[EXTRACTED INFORMATION — start]
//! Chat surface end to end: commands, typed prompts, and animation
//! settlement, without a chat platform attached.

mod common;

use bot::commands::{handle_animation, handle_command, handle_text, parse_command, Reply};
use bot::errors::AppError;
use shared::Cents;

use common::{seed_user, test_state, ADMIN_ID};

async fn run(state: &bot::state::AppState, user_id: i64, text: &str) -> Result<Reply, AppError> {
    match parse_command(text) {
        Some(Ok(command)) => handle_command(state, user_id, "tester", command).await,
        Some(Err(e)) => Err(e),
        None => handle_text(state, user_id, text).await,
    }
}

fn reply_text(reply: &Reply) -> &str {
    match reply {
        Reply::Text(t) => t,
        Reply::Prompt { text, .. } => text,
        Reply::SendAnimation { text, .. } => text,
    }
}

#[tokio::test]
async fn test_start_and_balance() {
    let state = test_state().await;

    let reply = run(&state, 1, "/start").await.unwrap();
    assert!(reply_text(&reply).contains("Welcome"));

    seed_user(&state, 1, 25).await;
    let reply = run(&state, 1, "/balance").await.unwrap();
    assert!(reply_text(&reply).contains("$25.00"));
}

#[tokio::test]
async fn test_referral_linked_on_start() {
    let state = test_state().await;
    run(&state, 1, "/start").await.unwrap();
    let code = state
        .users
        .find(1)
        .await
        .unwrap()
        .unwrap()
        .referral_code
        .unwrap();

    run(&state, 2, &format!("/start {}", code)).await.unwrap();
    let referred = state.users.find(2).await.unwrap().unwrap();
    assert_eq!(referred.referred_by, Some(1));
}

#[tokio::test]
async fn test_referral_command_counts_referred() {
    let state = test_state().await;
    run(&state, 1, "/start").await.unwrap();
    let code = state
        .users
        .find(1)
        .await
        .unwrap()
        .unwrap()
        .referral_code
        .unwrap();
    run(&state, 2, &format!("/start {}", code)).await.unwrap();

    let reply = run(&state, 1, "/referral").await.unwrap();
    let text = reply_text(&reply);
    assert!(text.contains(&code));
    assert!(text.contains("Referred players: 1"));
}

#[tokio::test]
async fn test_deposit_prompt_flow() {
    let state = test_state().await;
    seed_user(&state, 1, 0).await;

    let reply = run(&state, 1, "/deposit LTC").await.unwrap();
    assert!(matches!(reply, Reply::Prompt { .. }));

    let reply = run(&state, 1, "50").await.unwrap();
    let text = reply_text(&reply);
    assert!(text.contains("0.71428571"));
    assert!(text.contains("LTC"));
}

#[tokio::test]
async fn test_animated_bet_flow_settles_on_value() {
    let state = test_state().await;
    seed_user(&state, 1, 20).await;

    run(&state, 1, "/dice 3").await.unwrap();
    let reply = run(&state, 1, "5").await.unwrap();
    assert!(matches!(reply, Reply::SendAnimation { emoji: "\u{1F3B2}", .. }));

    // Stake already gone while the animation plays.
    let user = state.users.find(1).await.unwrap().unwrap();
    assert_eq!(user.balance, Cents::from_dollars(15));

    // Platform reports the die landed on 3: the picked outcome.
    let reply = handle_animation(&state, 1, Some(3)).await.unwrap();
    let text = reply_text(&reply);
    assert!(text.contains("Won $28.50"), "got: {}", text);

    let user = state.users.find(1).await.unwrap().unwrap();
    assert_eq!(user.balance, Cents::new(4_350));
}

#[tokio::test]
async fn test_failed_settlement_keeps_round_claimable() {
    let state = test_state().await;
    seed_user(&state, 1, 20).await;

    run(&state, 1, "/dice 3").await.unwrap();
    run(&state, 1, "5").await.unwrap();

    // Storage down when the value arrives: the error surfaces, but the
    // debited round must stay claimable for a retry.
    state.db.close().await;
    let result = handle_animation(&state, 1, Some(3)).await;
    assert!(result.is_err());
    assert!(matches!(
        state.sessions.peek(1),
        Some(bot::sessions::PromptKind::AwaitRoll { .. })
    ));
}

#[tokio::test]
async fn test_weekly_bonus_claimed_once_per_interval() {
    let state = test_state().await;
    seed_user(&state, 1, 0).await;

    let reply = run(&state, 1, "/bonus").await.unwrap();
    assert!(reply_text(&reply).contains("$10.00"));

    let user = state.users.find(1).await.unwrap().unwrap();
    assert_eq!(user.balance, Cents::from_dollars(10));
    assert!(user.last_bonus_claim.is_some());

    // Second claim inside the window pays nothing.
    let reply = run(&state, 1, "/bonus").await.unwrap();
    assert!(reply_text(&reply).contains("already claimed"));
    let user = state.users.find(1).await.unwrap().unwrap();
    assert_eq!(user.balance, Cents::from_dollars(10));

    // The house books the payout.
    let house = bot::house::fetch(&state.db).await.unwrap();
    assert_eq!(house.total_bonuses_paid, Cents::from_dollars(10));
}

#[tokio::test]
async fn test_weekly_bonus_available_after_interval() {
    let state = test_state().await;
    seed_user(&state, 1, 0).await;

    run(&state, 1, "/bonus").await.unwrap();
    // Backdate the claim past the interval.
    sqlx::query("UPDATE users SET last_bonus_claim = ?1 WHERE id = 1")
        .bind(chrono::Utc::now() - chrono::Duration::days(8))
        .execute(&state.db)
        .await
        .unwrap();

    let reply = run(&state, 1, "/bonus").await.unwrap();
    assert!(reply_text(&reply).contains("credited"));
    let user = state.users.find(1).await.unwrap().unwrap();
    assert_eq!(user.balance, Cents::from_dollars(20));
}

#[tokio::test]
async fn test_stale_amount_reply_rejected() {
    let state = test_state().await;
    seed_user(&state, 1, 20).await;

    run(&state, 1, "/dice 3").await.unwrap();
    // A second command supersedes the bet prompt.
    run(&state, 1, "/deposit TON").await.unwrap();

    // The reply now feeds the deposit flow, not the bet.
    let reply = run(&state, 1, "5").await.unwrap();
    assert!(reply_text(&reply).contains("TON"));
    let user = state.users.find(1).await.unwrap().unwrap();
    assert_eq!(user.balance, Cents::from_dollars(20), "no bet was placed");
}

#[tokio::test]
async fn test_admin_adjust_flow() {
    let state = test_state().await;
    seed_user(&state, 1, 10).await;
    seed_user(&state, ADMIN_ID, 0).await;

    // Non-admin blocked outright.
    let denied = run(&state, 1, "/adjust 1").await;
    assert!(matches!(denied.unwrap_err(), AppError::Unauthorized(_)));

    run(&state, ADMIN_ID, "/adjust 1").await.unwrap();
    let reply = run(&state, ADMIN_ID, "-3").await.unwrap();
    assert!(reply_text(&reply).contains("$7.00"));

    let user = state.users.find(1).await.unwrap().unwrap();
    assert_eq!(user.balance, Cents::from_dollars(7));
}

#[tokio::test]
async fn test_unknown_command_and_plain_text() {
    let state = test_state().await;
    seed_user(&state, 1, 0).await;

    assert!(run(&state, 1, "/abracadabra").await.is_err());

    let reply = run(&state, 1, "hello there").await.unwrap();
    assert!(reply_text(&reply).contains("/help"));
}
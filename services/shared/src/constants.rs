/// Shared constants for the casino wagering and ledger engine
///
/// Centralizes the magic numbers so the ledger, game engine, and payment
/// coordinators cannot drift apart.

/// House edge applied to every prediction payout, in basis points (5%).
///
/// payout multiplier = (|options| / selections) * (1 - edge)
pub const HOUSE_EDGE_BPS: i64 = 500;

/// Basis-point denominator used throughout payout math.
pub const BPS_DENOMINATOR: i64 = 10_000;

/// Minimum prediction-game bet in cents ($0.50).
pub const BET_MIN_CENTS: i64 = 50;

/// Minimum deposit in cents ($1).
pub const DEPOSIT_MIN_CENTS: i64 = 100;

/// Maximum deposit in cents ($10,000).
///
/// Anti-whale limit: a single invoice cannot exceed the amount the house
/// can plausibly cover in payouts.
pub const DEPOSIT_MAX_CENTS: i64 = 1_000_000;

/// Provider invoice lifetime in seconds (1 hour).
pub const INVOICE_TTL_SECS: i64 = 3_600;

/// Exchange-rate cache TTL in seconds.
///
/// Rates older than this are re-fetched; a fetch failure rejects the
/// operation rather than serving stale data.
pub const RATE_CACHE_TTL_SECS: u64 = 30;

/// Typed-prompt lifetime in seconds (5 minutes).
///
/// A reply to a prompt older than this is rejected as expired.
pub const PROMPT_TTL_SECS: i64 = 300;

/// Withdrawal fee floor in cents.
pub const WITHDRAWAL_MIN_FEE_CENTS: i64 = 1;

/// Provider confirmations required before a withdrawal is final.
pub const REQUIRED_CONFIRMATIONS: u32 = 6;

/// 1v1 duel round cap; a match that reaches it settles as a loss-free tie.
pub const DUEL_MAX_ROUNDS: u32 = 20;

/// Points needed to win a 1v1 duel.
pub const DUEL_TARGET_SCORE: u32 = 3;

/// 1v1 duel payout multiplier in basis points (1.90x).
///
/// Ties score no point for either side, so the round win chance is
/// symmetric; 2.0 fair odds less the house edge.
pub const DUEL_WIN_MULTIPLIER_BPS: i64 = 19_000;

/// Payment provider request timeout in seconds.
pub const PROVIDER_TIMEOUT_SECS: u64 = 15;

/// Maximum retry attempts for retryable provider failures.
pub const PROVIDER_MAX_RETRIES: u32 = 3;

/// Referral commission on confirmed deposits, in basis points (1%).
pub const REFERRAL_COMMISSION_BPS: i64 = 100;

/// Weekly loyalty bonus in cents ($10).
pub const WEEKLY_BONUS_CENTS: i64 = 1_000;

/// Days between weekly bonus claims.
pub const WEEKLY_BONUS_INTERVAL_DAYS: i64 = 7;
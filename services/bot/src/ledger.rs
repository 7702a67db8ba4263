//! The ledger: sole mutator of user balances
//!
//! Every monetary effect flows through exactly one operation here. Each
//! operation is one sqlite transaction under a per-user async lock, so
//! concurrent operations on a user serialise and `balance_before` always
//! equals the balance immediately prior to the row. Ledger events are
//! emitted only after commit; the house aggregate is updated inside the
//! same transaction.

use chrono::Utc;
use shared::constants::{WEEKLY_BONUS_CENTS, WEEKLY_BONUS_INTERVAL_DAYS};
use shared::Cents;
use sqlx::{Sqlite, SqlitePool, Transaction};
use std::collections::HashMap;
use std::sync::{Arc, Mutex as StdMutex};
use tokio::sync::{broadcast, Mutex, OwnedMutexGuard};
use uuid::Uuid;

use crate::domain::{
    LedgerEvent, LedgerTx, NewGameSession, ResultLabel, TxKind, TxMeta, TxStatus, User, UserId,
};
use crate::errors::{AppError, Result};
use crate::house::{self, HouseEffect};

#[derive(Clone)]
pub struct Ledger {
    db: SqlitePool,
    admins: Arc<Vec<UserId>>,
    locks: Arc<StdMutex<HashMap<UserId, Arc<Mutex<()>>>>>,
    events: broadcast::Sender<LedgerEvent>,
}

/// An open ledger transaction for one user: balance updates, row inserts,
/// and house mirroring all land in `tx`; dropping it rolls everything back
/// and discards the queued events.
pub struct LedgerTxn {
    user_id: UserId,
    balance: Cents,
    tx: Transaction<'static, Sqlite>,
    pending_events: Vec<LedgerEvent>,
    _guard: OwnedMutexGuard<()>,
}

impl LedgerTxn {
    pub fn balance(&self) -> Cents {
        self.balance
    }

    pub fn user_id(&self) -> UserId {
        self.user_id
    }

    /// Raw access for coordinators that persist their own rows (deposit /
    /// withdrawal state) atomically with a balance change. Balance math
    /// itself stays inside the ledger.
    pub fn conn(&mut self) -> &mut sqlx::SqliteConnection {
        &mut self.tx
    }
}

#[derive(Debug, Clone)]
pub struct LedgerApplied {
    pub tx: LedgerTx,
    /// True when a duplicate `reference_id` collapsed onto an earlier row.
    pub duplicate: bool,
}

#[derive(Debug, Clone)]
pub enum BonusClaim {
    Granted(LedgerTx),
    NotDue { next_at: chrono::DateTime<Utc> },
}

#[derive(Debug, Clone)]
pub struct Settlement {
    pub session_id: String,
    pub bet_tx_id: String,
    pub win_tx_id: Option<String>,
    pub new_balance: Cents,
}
[EXTRACTED INFORMATION — finish]
(REQUIRED ACTION):
The range runs from the line above containing "seconds (1 hour)." to the line containing "pub const WITHDRAWAL_MIN_FEE_CENTS: i64 = 1;", inclusive. Restate those lines word for word and no others.

(WRITTEN RESPONSE):
/// Provider invoice lifetime in seconds (1 hour).
pub const INVOICE_TTL_SECS: i64 = 3_600;

/// Exchange-rate cache TTL in seconds.
///
/// Rates older than this are re-fetched; a fetch failure rejects the
/// operation rather than serving stale data.
pub const RATE_CACHE_TTL_SECS: u64 = 30;

/// Typed-prompt lifetime in seconds (5 minutes).
///
/// A reply to a prompt older than this is rejected as expired.
pub const PROMPT_TTL_SECS: i64 = 300;

/// Withdrawal fee floor in cents.
pub const WITHDRAWAL_MIN_FEE_CENTS: i64 = 1;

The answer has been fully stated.